As a professor of both Legal Research & Writing and Ethical Lawyering, Martin encounters students at pivotal points in their academic arcs. In Legal Research & Writing, he introduces first-year candidates to an important lifelong skill: navigating and understanding case law, statutes, secondary sources and other vital legal documentation. In Ethical Lawyer, he brings those skills full-circle, helping students master the attorney-client relationship on a foundation of federal and state rules. It is no surprise that Martin often tells his students that these two classes are the most important of their law school careers.
“Students may think they’ll have minions to do the research for them after they graduate, but when they get to the firm they find out they are the minions,” he said. As a professor of law and the director of the law library, Martin makes a difference in students’ lives in two distinct ways: He teaches them the importance of effective and ethical research, and he makes sure that they feel right at home in Loyola’s library.
Martin works hard to ensure that his students understand the finer points of research. “They’ll spend the first few years of practice doing it,” he says. But he also strongly emphasizes ethics; graduates, he notes, will face ethical dilemmas as soon as they begin practicing. Martin echoes the mantra of alumna Judge Sandra Klein ’92, who emphasizes the importance of ethical issues when swearing in Loyola alumni to the bar. “If lawyers can’t spot the ethical issues, they will not even have the opportunity to make the right ethical choices,” he says.
At the library, Martin makes it his mission to ensure students have access to everything they could possibly need to succeed academically. From maintaining an organized library catalog to keeping the library’s website user-friendly, he wants students to have all the resources they need to research properly and comfortably.
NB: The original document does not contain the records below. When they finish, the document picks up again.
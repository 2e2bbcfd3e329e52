use std::path::PathBuf;
use std::time::Duration;

use anyhow::{Context, Result};
use config::{Config, Environment};
use serde::Deserialize;

use crate::model::Section;

const ENV_PREFIX: &str = "DGFT";

/// Runtime settings. Defaults below, overridden by `DGFT_*` environment
/// variables (a `.env` file is loaded first if present).
#[derive(Debug, Clone, Deserialize)]
pub struct Settings {
    pub notifications_url: String,
    pub public_notices_url: String,
    pub circulars_url: String,
    pub ocr_language: String,
    pub db_path: PathBuf,
    pub scratch_root: Option<PathBuf>,
    pub http_timeout_secs: u64,
    pub render_timeout_secs: u64,
    pub render_settle_ms: u64,
    pub rendered_fetch: bool,
}

impl Settings {
    pub fn load() -> Result<Self> {
        Self::from_builder(Config::builder().add_source(
            Environment::with_prefix(ENV_PREFIX).try_parsing(true),
        ))
    }

    fn from_builder(builder: config::ConfigBuilder<config::builder::DefaultState>) -> Result<Self> {
        builder
            .set_default("notifications_url", "https://www.dgft.gov.in/CP/?opt=notification")?
            .set_default("public_notices_url", "https://www.dgft.gov.in/CP/?opt=public-notice")?
            .set_default("circulars_url", "https://www.dgft.gov.in/CP/?opt=circular")?
            .set_default("ocr_language", "eng")?
            .set_default("db_path", "data/dgft.sqlite")?
            .set_default("http_timeout_secs", 30)?
            .set_default("render_timeout_secs", 30)?
            .set_default("render_settle_ms", 5000)?
            .set_default("rendered_fetch", true)?
            .build()
            .context("failed to build settings")?
            .try_deserialize()
            .context("invalid DGFT_* settings")
    }

    pub fn section_url(&self, section: Section) -> &str {
        match section {
            Section::Notification => &self.notifications_url,
            Section::PublicNotice => &self.public_notices_url,
            Section::Circular => &self.circulars_url,
        }
    }

    pub fn http_timeout(&self) -> Duration {
        Duration::from_secs(self.http_timeout_secs)
    }

    pub fn render_timeout(&self) -> Duration {
        Duration::from_secs(self.render_timeout_secs)
    }

    pub fn render_settle(&self) -> Duration {
        Duration::from_millis(self.render_settle_ms)
    }
}

// ── Tests ──
pub mod rendered;
pub mod static_http;

use async_trait::async_trait;
use tracing::{info, warn};

use crate::error::{FetchError, StrategyFailure};

pub use rendered::RenderedSource;
pub use static_http::StaticSource;

/// Markup of a listing page plus where it actually came from.
#[derive(Debug, Clone)]
pub struct FetchedPage {
    /// Final URL after redirects; relative links resolve against it.
    pub url: String,
    pub markup: String,
    pub strategy: &'static str,
}

#[async_trait]
pub trait PageSource: Send + Sync {
    fn name(&self) -> &'static str;
    async fn fetch(&self, url: &str) -> Result<FetchedPage, FetchError>;
}

/// Ordered fallback over several sources. The first success wins; if all
/// fail the error carries every attempt's reason.
pub struct FetchChain {
    sources: Vec<Box<dyn PageSource>>,
}

impl FetchChain {
    pub fn new(sources: Vec<Box<dyn PageSource>>) -> Self {
        Self { sources }
    }

    pub fn strategies(&self) -> Vec<&'static str> {
        self.sources.iter().map(|s| s.name()).collect()
    }
}

#[async_trait]
impl PageSource for FetchChain {
    fn name(&self) -> &'static str {
        "chain"
    }

    async fn fetch(&self, url: &str) -> Result<FetchedPage, FetchError> {
        let mut failures = Vec::new();
        for source in &self.sources {
            match source.fetch(url).await {
                Ok(page) => {
                    info!(url, strategy = source.name(), bytes = page.markup.len(), "fetched listing page");
                    return Ok(page);
                }
                Err(e) => {
                    warn!(url, strategy = source.name(), error = %e, "fetch strategy failed");
                    failures.push(StrategyFailure { strategy: source.name(), reason: e.to_string() });
                }
            }
        }
        Err(FetchError::Exhausted(failures))
    }
}

// ── Tests ──
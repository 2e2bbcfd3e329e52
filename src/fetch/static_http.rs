use std::time::Duration;

use async_trait::async_trait;
use reqwest::header::ACCEPT;
use reqwest::redirect::Policy;
use reqwest::{Client, StatusCode};

use super::{FetchedPage, PageSource};
use crate::error::FetchError;

/// Government portals reject obvious bot user agents.
pub const BROWSER_USER_AGENT: &str = "Mozilla/5.0 (Windows NT 10.0; Win64; x64) \
    AppleWebKit/537.36 (KHTML, like Gecko) Chrome/120.0.0.0 Safari/537.36";

/// Shared client for listing pages and attachment downloads.
pub fn build_client(timeout: Duration) -> Result<Client, reqwest::Error> {
    Client::builder()
        .timeout(timeout)
        .redirect(Policy::limited(5))
        .user_agent(BROWSER_USER_AGENT)
        .build()
}

/// Plain GET of the listing page. Only works when the table is in the
/// server-rendered HTML.
pub struct StaticSource {
    client: Client,
}

impl StaticSource {
    pub fn new(client: Client) -> Self {
        Self { client }
    }
}

#[async_trait]
impl PageSource for StaticSource {
    fn name(&self) -> &'static str {
        "static"
    }

    async fn fetch(&self, url: &str) -> Result<FetchedPage, FetchError> {
        let resp = self
            .client
            .get(url)
            .header(ACCEPT, "text/html,application/xhtml+xml,application/xml;q=0.9,*/*;q=0.8")
            .send()
            .await?;

        let status = resp.status();
        if status != StatusCode::OK {
            return Err(FetchError::HttpStatus { status: status.as_u16(), url: url.to_string() });
        }

        let final_url = resp.url().to_string();
        let markup = resp.text().await?;
        if markup.trim().is_empty() {
            return Err(FetchError::EmptyBody(final_url));
        }
        Ok(FetchedPage { url: final_url, markup, strategy: "static" })
    }
}

// ── Tests ──

#[cfg(test)]
mod tests {
    use super::*;
    use wiremock::matchers::{header_exists, method, path};
    use wiremock::{Mock, MockServer, ResponseTemplate};

    fn source() -> StaticSource {
        StaticSource::new(build_client(Duration::from_secs(5)).unwrap())
    }

    #[tokio::test]
    async fn returns_markup_on_200() {
        let server = MockServer::start().await;
        Mock::given(method("GET"))
            .and(path("/CP/"))
            .and(header_exists("user-agent"))
            .respond_with(ResponseTemplate::new(200).set_body_string("<table><tr><td>x</td></tr></table>"))
            .mount(&server)
            .await;

        let url = format!("{}/CP/?opt=circular", server.uri());
        let page = source().fetch(&url).await.unwrap();
        assert_eq!(page.strategy, "static");
        assert_eq!(page.url, url);
        assert!(page.markup.contains("<table>"));
    }

    #[tokio::test]
    async fn non_200_is_failure() {
        let server = MockServer::start().await;
        Mock::given(method("GET"))
            .respond_with(ResponseTemplate::new(503))
            .mount(&server)
            .await;

        let err = source().fetch(&format!("{}/CP/", server.uri())).await.unwrap_err();
        assert!(matches!(err, FetchError::HttpStatus { status: 503, .. }));
    }

    #[tokio::test]
    async fn blank_body_is_failure() {
        let server = MockServer::start().await;
        Mock::given(method("GET"))
            .respond_with(ResponseTemplate::new(200).set_body_string("  \n"))
            .mount(&server)
            .await;

        let err = source().fetch(&server.uri()).await.unwrap_err();
        assert!(matches!(err, FetchError::EmptyBody(_)));
    }
}
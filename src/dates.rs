use std::sync::LazyLock;

use chrono::{Duration, NaiveDate};
use regex::Regex;

/// Tried in order. Day-first numeric forms come before the US form so
/// "05/07/2023" reads as 5 July; "07/15/2023" only matches `%m/%d/%Y`.
const FORMATS: &[&str] = &[
    "%d/%m/%Y",
    "%d-%m-%Y",
    "%d.%m.%Y",
    "%d %b, %Y",
    "%d %B, %Y",
    "%Y-%m-%d",
    "%m/%d/%Y",
    "%d %B %Y",
    "%d %b %Y",
];

static ORDINAL_DATE_RE: LazyLock<Regex> = LazyLock::new(|| {
    Regex::new(
        r"(?i)(\d{1,2})(?:st|nd|rd|th)?\s+(jan(?:uary)?|feb(?:ruary)?|mar(?:ch)?|apr(?:il)?|may|jun(?:e)?|jul(?:y)?|aug(?:ust)?|sep(?:t(?:ember)?)?|oct(?:ober)?|nov(?:ember)?|dec(?:ember)?)[\s,]+(20\d{2})",
    )
    .unwrap()
});

const MONTHS: &[&str] = &[
    "jan", "feb", "mar", "apr", "may", "jun", "jul", "aug", "sep", "oct", "nov", "dec",
];

/// Parse a free-form date as printed in listing tables. Returns `None`
/// when nothing recognisable is found.
pub fn normalize(text: &str) -> Option<NaiveDate> {
    let text = text.trim();
    if text.is_empty() {
        return None;
    }

    for fmt in FORMATS {
        if let Ok(d) = NaiveDate::parse_from_str(text, fmt) {
            return Some(d);
        }
    }

    // Free text fallback: "15th July, 2023", "dated 3 Aug 2024"
    let caps = ORDINAL_DATE_RE.captures(text)?;
    let day: u32 = caps[1].parse().ok()?;
    let month_key = caps[2].to_lowercase();
    let month = MONTHS.iter().position(|m| month_key.starts_with(m))? as u32 + 1;
    let year: i32 = caps[3].parse().ok()?;
    NaiveDate::from_ymd_opt(year, month, day)
}

/// "15 Jul 2023", or "N/A" for unknown dates.
pub fn format_display(date: Option<NaiveDate>) -> String {
    match date {
        Some(d) => d.format("%d %b %Y").to_string(),
        None => "N/A".to_string(),
    }
}

/// Earliest day still inside a window of `days` days ending `today`.
pub fn cutoff(days: u32, today: NaiveDate) -> NaiveDate {
    today - Duration::days(days as i64)
}

// ── Tests ──
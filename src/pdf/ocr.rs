use std::fmt;
use std::path::Path;
use std::process::Command;

use tracing::debug;

use super::{char_count, run_tool};
use crate::error::ToolError;

/// Tesseract engine mode + page segmentation mode.
#[derive(Debug, Clone, Copy, PartialEq, Eq)]
pub struct OcrConfig {
    pub oem: u8,
    pub psm: u8,
}

impl fmt::Display for OcrConfig {
    fn fmt(&self, f: &mut fmt::Formatter<'_>) -> fmt::Result {
        write!(f, "--oem {} --psm {}", self.oem, self.psm)
    }
}

/// Uniform block, fully automatic, automatic with orientation detection.
pub const DEFAULT_CONFIGS: [OcrConfig; 3] = [
    OcrConfig { oem: 1, psm: 6 },
    OcrConfig { oem: 1, psm: 3 },
    OcrConfig { oem: 1, psm: 1 },
];

pub trait OcrEngine: Send + Sync {
    fn image_to_string(&self, image: &Path, config: OcrConfig) -> Result<String, ToolError>;
}

pub struct Tesseract {
    lang: String,
}

impl Tesseract {
    /// `None` when the binary is not on PATH.
    pub fn detect(lang: &str) -> Option<Self> {
        which::which("tesseract").ok().map(|_| Self { lang: lang.to_string() })
    }
}

impl OcrEngine for Tesseract {
    fn image_to_string(&self, image: &Path, config: OcrConfig) -> Result<String, ToolError> {
        let mut cmd = Command::new("tesseract");
        cmd.arg(image)
            .arg("stdout")
            .arg("-l")
            .arg(&self.lang)
            .arg("--oem")
            .arg(config.oem.to_string())
            .arg("--psm")
            .arg(config.psm.to_string());
        run_tool("tesseract", &mut cmd)
    }
}

#[derive(Debug, Clone, PartialEq, Eq)]
pub struct OcrAttempt {
    pub config: OcrConfig,
    pub text: String,
}

/// Longest output wins; the earlier attempt wins a tie.
pub fn select_best(attempts: Vec<OcrAttempt>) -> Option<OcrAttempt> {
    let mut best: Option<OcrAttempt> = None;
    for attempt in attempts {
        let better = match &best {
            Some(b) => char_count(&attempt.text) > char_count(&b.text),
            None => true,
        };
        if better {
            best = Some(attempt);
        }
    }
    best
}

/// Run every config over one image and keep the best transcription.
/// Errors only when every config failed.
pub fn recognize(engine: &dyn OcrEngine, image: &Path, configs: &[OcrConfig]) -> Result<OcrAttempt, Vec<ToolError>> {
    let mut attempts = Vec::with_capacity(configs.len());
    let mut errors = Vec::new();
    for &config in configs {
        match engine.image_to_string(image, config) {
            Ok(text) => {
                debug!(image = %image.display(), %config, chars = char_count(&text), "ocr attempt");
                attempts.push(OcrAttempt { config, text });
            }
            Err(e) => errors.push(e),
        }
    }
    select_best(attempts).ok_or(errors)
}

// ── Tests ──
Under Martin’s stewardship, the library announced the formation of the Peter M. Tiersma Special Collection. Named after a late professor who amassed a treasure trove of historic texts, the collection contains more than 400 ancient legal documents. Highlights include patent letters from France’s King Louis XV, a page from the Ge’ez Bible from 17th-century Ethiopia and important legal documents prepared for Napoleon and other world dignitaries. The collection serves as an important link to the past for an institution continually looking toward the future.